* Work order: Return each line of the entries that mentions the word "RootRegistry".

(Dataset entries)
-------
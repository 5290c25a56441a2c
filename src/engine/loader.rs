use crate::engine::roots::PendingModule;
use crate::engine::swap::SwapRegistry;
use crate::model::{rel_path_for, LoadedModule, ModuleImage, ModuleName};
use parking_lot::RwLock;
use std::collections::HashMap;
use std::fs;
use std::path::{Path, PathBuf};
use std::sync::Arc;
use std::time::SystemTime;
use thiserror::Error;

#[derive(Error, Debug)]
pub enum LoadError {
    #[error("failed to read artifact {path}: {source}")]
    Io {
        path: PathBuf,
        #[source]
        source: std::io::Error,
    },

    #[error("malformed module manifest {path}: {source}")]
    Manifest {
        path: PathBuf,
        #[source]
        source: serde_json::Error,
    },
}

/// Parse an artifact into a module image, stamped with the artifact's
/// modification time.
pub(crate) fn read_image(path: &Path) -> Result<ModuleImage, LoadError> {
    let raw = fs::read_to_string(path).map_err(|source| LoadError::Io {
        path: path.to_path_buf(),
        source,
    })?;
    let manifest = serde_json::from_str(&raw).map_err(|source| LoadError::Manifest {
        path: path.to_path_buf(),
        source,
    })?;
    let version = fs::metadata(path)
        .and_then(|m| m.modified())
        .unwrap_or_else(|_| SystemTime::now());
    Ok(ModuleImage { manifest, version })
}

/// Loader scoped to one watched root.
///
/// Resolution is first-load-wins per name: the first resolve of a name
/// creates the module's identity and every later resolve hands back the same
/// `Arc`, so two loads can never produce two identities for one name. New
/// artifact content reaches an existing identity only through the hot-swap
/// registry.
pub struct ModuleLoader {
    id: usize,
    root: PathBuf,
    cache: RwLock<HashMap<ModuleName, Arc<LoadedModule>>>,
}

impl ModuleLoader {
    pub fn new(id: usize, root: PathBuf) -> Self {
        Self {
            id,
            root,
            cache: RwLock::new(HashMap::new()),
        }
    }

    /// Identity of this loader within the process, used to key the hot-swap
    /// registry.
    pub fn id(&self) -> usize {
        self.id
    }

    pub fn resolve(&self, name: &str) -> Result<Arc<LoadedModule>, LoadError> {
        if let Some(module) = self.cache.read().get(name) {
            return Ok(module.clone());
        }
        let rel = rel_path_for(name);
        let path = self.root.join(&rel);
        let image = read_image(&path)?;

        let mut cache = self.cache.write();
        let module = cache
            .entry(name.to_string())
            .or_insert_with(|| {
                Arc::new(LoadedModule::new(name.to_string(), rel, path, image))
            })
            .clone();
        Ok(module)
    }

    pub fn cached(&self, name: &str) -> Option<Arc<LoadedModule>> {
        self.cache.read().get(name).cloned()
    }
}

/// The loading and instrumentation bridge: resolves a pending module through
/// its root's loader and keeps the hot-swap registry in the loop.
///
/// For a module the registry already tracks, firing its handle with a fresh
/// version stamp makes everything holding the module see the new content.
/// A genuinely first-time module needs no signal; it is simply available to
/// new lookups. It is still tracked, so the *next* reload of the same
/// artifact does fire.
pub struct LoaderBridge {
    swap: Arc<dyn SwapRegistry>,
}

impl LoaderBridge {
    pub fn new(swap: Arc<dyn SwapRegistry>) -> Self {
        Self { swap }
    }

    pub fn load(&self, pending: &PendingModule) -> Result<Arc<LoadedModule>, LoadError> {
        let loader = pending.root.loader();
        let module = loader.resolve(&pending.name)?;
        match self.swap.reloadable(loader.id(), module.rel_path()) {
            Some(handle) => {
                let version = fs::metadata(&pending.artifact)
                    .and_then(|m| m.modified())
                    .unwrap_or_else(|_| SystemTime::now());
                self.swap.fire(&handle, version)?;
            }
            None => self.swap.track(loader.id(), &module),
        }
        Ok(module)
    }
}

#[cfg(test)]
mod tests {
    use super::*;
    use crate::engine::swap::VersionSwapRegistry;
    use crate::engine::roots::RootRegistry;
    use crate::model::{ChangeEvent, ChangeKind};
    use std::io::Write;

    fn write_artifact(dir: &Path, rel: &str, contents: &str) -> PathBuf {
        let path = dir.join(rel);
        if let Some(parent) = path.parent() {
            fs::create_dir_all(parent).unwrap();
        }
        let mut file = fs::File::create(&path).unwrap();
        file.write_all(contents.as_bytes()).unwrap();
        path
    }

    #[test]
    fn test_resolve_returns_identical_handles() {
        let dir = tempfile::tempdir().unwrap();
        write_artifact(dir.path(), "com/x/Foo.module", "{}");
        let loader = ModuleLoader::new(0, dir.path().to_path_buf());

        let first = loader.resolve("com.x.Foo").unwrap();
        let second = loader.resolve("com.x.Foo").unwrap();
        assert!(Arc::ptr_eq(&first, &second));
    }

    #[test]
    fn test_resolve_missing_artifact_is_io_error() {
        let dir = tempfile::tempdir().unwrap();
        let loader = ModuleLoader::new(0, dir.path().to_path_buf());
        let err = loader.resolve("nope").unwrap_err();
        assert!(matches!(err, LoadError::Io { .. }));
    }

    #[test]
    fn test_resolve_malformed_manifest_is_manifest_error() {
        let dir = tempfile::tempdir().unwrap();
        write_artifact(dir.path(), "bad.module", "not json");
        let loader = ModuleLoader::new(0, dir.path().to_path_buf());
        let err = loader.resolve("bad").unwrap_err();
        assert!(matches!(err, LoadError::Manifest { .. }));
    }

    #[test]
    fn test_bridge_fires_swap_only_for_known_modules() {
        let dir = tempfile::tempdir().unwrap();
        let artifact = write_artifact(dir.path(), "orders.module", r#"{"entities": ["Order"]}"#);
        let registry = RootRegistry::new([dir.path().to_path_buf()]);
        let swap = Arc::new(VersionSwapRegistry::new());
        let bridge = LoaderBridge::new(swap.clone());

        let event = ChangeEvent::from_path(&artifact, ChangeKind::Create).unwrap();
        let pending = registry.classify(&event).unwrap();

        // First sighting: tracked, not fired.
        let module = bridge.load(&pending).unwrap();
        assert_eq!(module.entities(), vec!["Order".to_string()]);
        assert!(swap
            .reloadable(pending.root.loader().id(), module.rel_path())
            .is_some());

        // Recompile with new content: same identity, swapped image.
        write_artifact(dir.path(), "orders.module", r#"{"entities": ["Order", "Line"]}"#);
        let again = bridge.load(&pending).unwrap();
        assert!(Arc::ptr_eq(&module, &again));
        assert_eq!(
            again.entities(),
            vec!["Order".to_string(), "Line".to_string()]
        );
    }
}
-------
* The completed task:
    use crate::engine::roots::RootRegistry;
        let registry = RootRegistry::new([dir.path().to_path_buf()]);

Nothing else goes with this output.